-------- Provided material --------

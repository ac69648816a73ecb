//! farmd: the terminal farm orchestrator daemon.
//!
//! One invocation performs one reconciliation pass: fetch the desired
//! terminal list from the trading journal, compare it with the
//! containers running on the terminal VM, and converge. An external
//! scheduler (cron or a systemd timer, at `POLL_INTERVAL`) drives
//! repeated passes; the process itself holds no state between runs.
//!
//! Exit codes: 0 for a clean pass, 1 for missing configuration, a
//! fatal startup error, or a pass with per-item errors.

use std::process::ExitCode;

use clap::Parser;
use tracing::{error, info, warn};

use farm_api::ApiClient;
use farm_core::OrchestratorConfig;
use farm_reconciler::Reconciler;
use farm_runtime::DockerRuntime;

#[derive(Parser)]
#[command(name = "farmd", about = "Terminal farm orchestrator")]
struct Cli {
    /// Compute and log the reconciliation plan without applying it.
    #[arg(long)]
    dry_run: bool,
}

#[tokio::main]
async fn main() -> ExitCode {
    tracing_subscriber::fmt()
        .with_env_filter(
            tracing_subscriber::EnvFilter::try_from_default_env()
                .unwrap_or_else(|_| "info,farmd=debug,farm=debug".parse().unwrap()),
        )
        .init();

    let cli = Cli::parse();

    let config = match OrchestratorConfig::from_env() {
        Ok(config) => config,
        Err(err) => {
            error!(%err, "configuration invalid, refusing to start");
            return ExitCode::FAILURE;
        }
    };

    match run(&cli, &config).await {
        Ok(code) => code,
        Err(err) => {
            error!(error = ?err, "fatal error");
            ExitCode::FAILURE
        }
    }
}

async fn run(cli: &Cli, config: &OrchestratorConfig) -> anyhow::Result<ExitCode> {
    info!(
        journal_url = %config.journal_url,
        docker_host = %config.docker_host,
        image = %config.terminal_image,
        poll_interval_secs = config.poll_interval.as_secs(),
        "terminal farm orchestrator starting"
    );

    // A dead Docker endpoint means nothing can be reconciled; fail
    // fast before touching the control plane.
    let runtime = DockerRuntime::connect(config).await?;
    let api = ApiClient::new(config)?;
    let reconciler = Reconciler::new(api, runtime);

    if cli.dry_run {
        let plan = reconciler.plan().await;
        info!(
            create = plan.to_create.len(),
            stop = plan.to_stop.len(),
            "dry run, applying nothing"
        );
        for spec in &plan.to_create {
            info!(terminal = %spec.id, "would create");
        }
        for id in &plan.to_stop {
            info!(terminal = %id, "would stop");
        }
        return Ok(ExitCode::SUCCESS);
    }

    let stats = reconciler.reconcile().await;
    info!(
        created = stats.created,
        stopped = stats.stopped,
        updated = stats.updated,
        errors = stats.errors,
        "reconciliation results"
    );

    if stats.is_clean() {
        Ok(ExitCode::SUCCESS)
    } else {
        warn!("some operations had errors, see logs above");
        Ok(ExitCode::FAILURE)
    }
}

--------

**Problem statement**
Go through the entries above and report each line with the string "would" in it.

**Exercise result**
            info!(terminal = %spec.id, "would create");
            info!(terminal = %id, "would stop");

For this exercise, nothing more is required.